Scan the records below for the word "equality". Copy each line where it appears.

:: AVAILABLE DATA ::

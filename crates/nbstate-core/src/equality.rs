#![forbid(unsafe_code)]

//! Structural equality and record diffing.
//!
//! Typed values compare with their `PartialEq` implementation, which for the
//! derived data model is a deep, field-by-field comparison. Operations that
//! need to look at *keys* (ignoring fields, listing changed fields) work on
//! the JSON record form of a value, obtained through `serde`.
//!
//! # Invariants
//!
//! 1. `changed_keys(a, a)` is empty.
//! 2. `deep_equals_ignoring(a, b, &[])` agrees with comparing the JSON forms.
//! 3. `remove_keys` never mutates its input.

use std::rc::Rc;

use serde::Serialize;
use serde_json::{Map, Value};

use crate::error::{CoreError, Result};

/// A JSON object: the record form of a serialised struct or map.
pub type Record = Map<String, Value>;

/// Structural equality.
#[inline]
#[must_use]
pub fn deep_equals<T: PartialEq + ?Sized>(a: &T, b: &T) -> bool {
    a == b
}

/// Structural equality after stripping `ignore_keys` from the top level of
/// both operands.
///
/// Nested records keep their keys; only the outermost record is projected.
/// Non-record values are compared as-is.
pub fn deep_equals_ignoring<T: Serialize + ?Sized>(
    a: &T,
    b: &T,
    ignore_keys: &[&str],
) -> Result<bool> {
    let a = strip_top_level(serde_json::to_value(a)?, ignore_keys);
    let b = strip_top_level(serde_json::to_value(b)?, ignore_keys);
    Ok(a == b)
}

fn strip_top_level(value: Value, keys: &[&str]) -> Value {
    match value {
        Value::Object(record) if !keys.is_empty() => Value::Object(remove_keys(&record, keys)),
        other => other,
    }
}

/// Fast-path equality for identity and empty containers.
///
/// Returns `true` for equal scalars, two empty records, or two empty arrays.
/// Non-empty records and arrays are never compared and yield `false`.
#[must_use]
pub fn shallow_equals(a: &Value, b: &Value) -> bool {
    match (a, b) {
        (Value::Object(x), Value::Object(y)) => x.is_empty() && y.is_empty(),
        (Value::Array(x), Value::Array(y)) => x.is_empty() && y.is_empty(),
        (Value::Object(_) | Value::Array(_), _) | (_, Value::Object(_) | Value::Array(_)) => false,
        (x, y) => x == y,
    }
}

/// Reference identity of two shared snapshots.
#[inline]
#[must_use]
pub fn shallow_equals_rc<T: ?Sized>(a: &Rc<T>, b: &Rc<T>) -> bool {
    Rc::ptr_eq(a, b)
}

/// Whether a value has no own entries.
///
/// Scalars have no entries and are reported as empty.
#[must_use]
pub fn is_empty_record(value: &Value) -> bool {
    match value {
        Value::Object(record) => record.is_empty(),
        Value::Array(items) => items.is_empty(),
        _ => true,
    }
}

/// Convert a serialisable value into its record form.
pub fn to_record<T: Serialize + ?Sized>(value: &T) -> Result<Record> {
    match serde_json::to_value(value)? {
        Value::Object(record) => Ok(record),
        other => Err(CoreError::not_a_record(&other)),
    }
}

/// Top-level keys whose values differ between `old` and `new`.
///
/// Keys of `old` come first (in record order), followed by keys that only
/// exist in `new`. Wholly equal records short-circuit to an empty list.
#[must_use]
pub fn changed_keys(old: &Record, new: &Record) -> Vec<String> {
    if old == new {
        return Vec::new();
    }
    let mut keys: Vec<String> = old
        .iter()
        .filter(|(key, value)| new.get(key.as_str()) != Some(*value))
        .map(|(key, _)| key.clone())
        .collect();
    keys.extend(new.keys().filter(|key| !old.contains_key(key.as_str())).cloned());
    keys
}

/// [`changed_keys`] over the record form of two typed values.
pub fn changed_fields<T: Serialize + ?Sized>(old: &T, new: &T) -> Result<Vec<String>> {
    Ok(changed_keys(&to_record(old)?, &to_record(new)?))
}

/// A copy of `record` without `keys`.
#[must_use]
pub fn remove_keys(record: &Record, keys: &[&str]) -> Record {
    record
        .iter()
        .filter(|(key, _)| !keys.contains(&key.as_str()))
        .map(|(key, value)| (key.clone(), value.clone()))
        .collect()
}

/// Whether every key in `keys` is present in both records with equal values.
///
/// Vacuously true for an empty key list.
#[must_use]
pub fn equals_by_key(a: &Record, b: &Record, keys: &[&str]) -> bool {
    keys.iter().all(|key| match (a.get(*key), b.get(*key)) {
        (Some(x), Some(y)) => x == y,
        _ => false,
    })
}

#[cfg(test)]
mod tests {
    use super::*;
    use serde::Serialize;
    use serde_json::json;

    fn record(value: Value) -> Record {
        match value {
            Value::Object(record) => record,
            other => panic!("expected a record, got {other}"),
        }
    }

    #[derive(Debug, Clone, PartialEq, Serialize)]
    struct Pair {
        a: i32,
        b: i32,
    }

    #[test]
    fn deep_equals_is_structural() {
        assert!(deep_equals(&vec![json!({"x": [1, 2]})], &vec![json!({"x": [1, 2]})]));
        assert!(!deep_equals(&Pair { a: 1, b: 2 }, &Pair { a: 1, b: 3 }));
    }

    #[test]
    fn ignoring_keys_strips_top_level_only() {
        let x = json!({"a": 1, "b": {"skip": 1}, "skip": 1});
        let y = json!({"a": 1, "b": {"skip": 1}, "skip": 2});
        assert!(deep_equals_ignoring(&x, &y, &["skip"]).unwrap());

        let nested_x = json!({"a": {"skip": 1}});
        let nested_y = json!({"a": {"skip": 2}});
        assert!(!deep_equals_ignoring(&nested_x, &nested_y, &["skip"]).unwrap());
    }

    #[test]
    fn ignoring_keys_on_typed_values() {
        let x = Pair { a: 1, b: 2 };
        let y = Pair { a: 1, b: 99 };
        assert!(deep_equals_ignoring(&x, &y, &["b"]).unwrap());
        assert!(!deep_equals_ignoring(&x, &y, &[]).unwrap());
    }

    #[test]
    fn shallow_equals_empty_containers() {
        assert!(shallow_equals(&json!({}), &json!({})));
        assert!(shallow_equals(&json!([]), &json!([])));
        assert!(shallow_equals(&json!(3), &json!(3)));
        assert!(!shallow_equals(&json!({}), &json!([])));
        assert!(!shallow_equals(&json!([1]), &json!([1])));
        assert!(!shallow_equals(&json!({"a": 1}), &json!({"a": 1})));
    }

    #[test]
    fn shallow_equals_rc_is_identity() {
        let a = Rc::new(vec![1]);
        let b = Rc::clone(&a);
        let c = Rc::new(vec![1]);
        assert!(shallow_equals_rc(&a, &b));
        assert!(!shallow_equals_rc(&a, &c));
    }

    #[test]
    fn empty_records() {
        assert!(is_empty_record(&json!({})));
        assert!(is_empty_record(&json!([])));
        assert!(is_empty_record(&json!(null)));
        assert!(!is_empty_record(&json!({"a": 1})));
    }

    #[test]
    fn changed_keys_equal_records() {
        let a = record(json!({"a": 1, "b": 2}));
        assert!(changed_keys(&a, &a.clone()).is_empty());
    }

    #[test]
    fn changed_keys_single_change() {
        let a = record(json!({"a": 1, "b": 2}));
        let b = record(json!({"a": 1, "b": 9}));
        assert_eq!(changed_keys(&a, &b), vec!["b".to_string()]);
    }

    #[test]
    fn changed_keys_added_and_removed() {
        let a = record(json!({"a": 1, "gone": true}));
        let b = record(json!({"a": 1, "new": true}));
        assert_eq!(changed_keys(&a, &b), vec!["gone".to_string(), "new".to_string()]);
    }

    #[test]
    fn changed_fields_on_structs() {
        let keys = changed_fields(&Pair { a: 1, b: 2 }, &Pair { a: 5, b: 2 }).unwrap();
        assert_eq!(keys, vec!["a".to_string()]);
    }

    #[test]
    fn to_record_rejects_scalars() {
        let err = to_record(&5).unwrap_err();
        assert!(matches!(err, CoreError::NotARecord { kind: "number" }));
    }

    #[test]
    fn remove_keys_leaves_input_untouched() {
        let a = record(json!({"a": 1, "b": 2, "c": 3}));
        let stripped = remove_keys(&a, &["b", "c"]);
        assert_eq!(Value::Object(stripped), json!({"a": 1}));
        assert_eq!(a.len(), 3);
    }

    #[test]
    fn equals_by_key_requires_presence() {
        let a = record(json!({"a": 1, "b": 2}));
        let b = record(json!({"a": 1, "b": 3}));
        assert!(equals_by_key(&a, &b, &["a"]));
        assert!(!equals_by_key(&a, &b, &["a", "b"]));
        assert!(!equals_by_key(&a, &b, &["missing"]));
    }
}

:::

## WRITTEN ANSWER
filename crates/nbstate-core/src/equality.rs
//! Structural equality and record diffing.
/// Structural equality.
/// Structural equality after stripping `ignore_keys` from the top level of
/// Fast-path equality for identity and empty containers.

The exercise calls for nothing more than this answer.